Items listed in a dataset
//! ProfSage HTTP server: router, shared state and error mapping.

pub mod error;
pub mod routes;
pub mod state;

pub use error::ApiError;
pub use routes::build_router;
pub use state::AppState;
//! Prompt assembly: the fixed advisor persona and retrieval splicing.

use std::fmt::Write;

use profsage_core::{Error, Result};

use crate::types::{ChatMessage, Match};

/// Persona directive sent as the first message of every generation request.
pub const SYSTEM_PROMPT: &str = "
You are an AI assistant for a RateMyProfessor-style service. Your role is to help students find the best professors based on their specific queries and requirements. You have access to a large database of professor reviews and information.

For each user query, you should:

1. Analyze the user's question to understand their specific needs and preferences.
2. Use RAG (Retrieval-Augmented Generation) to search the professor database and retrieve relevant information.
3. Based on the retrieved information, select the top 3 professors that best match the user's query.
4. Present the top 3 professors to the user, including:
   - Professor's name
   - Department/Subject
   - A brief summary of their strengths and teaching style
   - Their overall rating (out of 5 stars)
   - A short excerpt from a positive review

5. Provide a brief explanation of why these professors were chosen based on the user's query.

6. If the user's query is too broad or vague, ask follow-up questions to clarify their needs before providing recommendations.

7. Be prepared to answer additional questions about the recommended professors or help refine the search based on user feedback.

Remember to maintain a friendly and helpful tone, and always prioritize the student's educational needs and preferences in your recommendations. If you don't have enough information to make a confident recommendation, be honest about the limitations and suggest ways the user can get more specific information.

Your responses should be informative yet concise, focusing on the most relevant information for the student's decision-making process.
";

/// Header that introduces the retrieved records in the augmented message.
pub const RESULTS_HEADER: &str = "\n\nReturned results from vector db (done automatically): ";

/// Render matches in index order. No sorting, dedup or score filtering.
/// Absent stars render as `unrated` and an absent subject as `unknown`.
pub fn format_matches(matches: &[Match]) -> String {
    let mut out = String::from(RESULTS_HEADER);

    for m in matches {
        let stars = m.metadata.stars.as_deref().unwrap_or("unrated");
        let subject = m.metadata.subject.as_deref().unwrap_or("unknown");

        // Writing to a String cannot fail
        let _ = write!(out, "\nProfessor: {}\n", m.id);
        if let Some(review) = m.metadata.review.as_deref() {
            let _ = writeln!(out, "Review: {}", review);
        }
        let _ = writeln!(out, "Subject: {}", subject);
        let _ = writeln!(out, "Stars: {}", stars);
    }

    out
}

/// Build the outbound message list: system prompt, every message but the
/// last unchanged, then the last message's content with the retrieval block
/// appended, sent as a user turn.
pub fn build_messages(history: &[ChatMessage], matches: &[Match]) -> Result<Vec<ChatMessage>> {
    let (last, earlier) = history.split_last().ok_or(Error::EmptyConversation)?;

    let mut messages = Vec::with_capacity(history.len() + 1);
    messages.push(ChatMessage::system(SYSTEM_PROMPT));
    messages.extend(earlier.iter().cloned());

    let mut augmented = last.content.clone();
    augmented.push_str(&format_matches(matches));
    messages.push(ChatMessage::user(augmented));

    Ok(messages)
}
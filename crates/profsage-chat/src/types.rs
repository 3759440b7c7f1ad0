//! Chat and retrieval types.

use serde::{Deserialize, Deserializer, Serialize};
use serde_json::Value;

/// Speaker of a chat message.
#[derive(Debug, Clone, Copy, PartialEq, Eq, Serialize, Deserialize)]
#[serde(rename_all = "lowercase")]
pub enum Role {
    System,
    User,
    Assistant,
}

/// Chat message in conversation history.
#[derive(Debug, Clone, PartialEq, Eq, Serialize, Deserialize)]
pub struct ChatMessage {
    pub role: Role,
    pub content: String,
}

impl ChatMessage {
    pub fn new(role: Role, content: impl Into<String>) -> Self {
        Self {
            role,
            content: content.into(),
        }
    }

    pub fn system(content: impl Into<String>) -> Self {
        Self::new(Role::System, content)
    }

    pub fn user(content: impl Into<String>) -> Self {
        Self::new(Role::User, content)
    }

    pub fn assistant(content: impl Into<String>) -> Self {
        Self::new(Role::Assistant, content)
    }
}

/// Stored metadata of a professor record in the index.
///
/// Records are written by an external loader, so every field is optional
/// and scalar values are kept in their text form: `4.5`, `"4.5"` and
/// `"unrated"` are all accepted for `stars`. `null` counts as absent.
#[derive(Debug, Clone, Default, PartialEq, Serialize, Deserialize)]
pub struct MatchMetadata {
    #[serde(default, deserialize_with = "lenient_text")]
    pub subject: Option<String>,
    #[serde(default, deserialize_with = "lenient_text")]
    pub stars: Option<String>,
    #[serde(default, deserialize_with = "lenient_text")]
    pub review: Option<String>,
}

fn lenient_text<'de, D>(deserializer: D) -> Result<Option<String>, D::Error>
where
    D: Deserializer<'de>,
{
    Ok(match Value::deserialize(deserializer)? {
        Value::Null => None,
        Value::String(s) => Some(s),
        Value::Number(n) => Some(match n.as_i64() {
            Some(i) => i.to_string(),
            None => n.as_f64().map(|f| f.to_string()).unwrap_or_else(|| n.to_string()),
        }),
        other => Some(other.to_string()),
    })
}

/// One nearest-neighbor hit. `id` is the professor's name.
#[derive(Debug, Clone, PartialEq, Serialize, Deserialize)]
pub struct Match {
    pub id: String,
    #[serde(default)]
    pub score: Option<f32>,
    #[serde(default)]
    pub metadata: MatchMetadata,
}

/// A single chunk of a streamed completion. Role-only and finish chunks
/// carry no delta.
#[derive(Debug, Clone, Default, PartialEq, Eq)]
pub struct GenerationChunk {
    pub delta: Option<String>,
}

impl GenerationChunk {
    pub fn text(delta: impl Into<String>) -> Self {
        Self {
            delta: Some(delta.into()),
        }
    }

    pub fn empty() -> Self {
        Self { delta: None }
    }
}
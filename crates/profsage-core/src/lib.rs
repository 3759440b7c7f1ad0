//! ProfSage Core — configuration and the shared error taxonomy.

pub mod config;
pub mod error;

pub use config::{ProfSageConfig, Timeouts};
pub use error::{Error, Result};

- ABOUT THIS TASK
Transcribe exactly, and only, the lines from the opening line of the records through the line containing "use std::fmt::Write;".

- OUTPUT BELOW
//! ProfSage HTTP server: router, shared state and error mapping.

pub mod error;
pub mod routes;
pub mod state;

pub use error::ApiError;
pub use routes::build_router;
pub use state::AppState;
//! Prompt assembly: the fixed advisor persona and retrieval splicing.

use std::fmt::Write;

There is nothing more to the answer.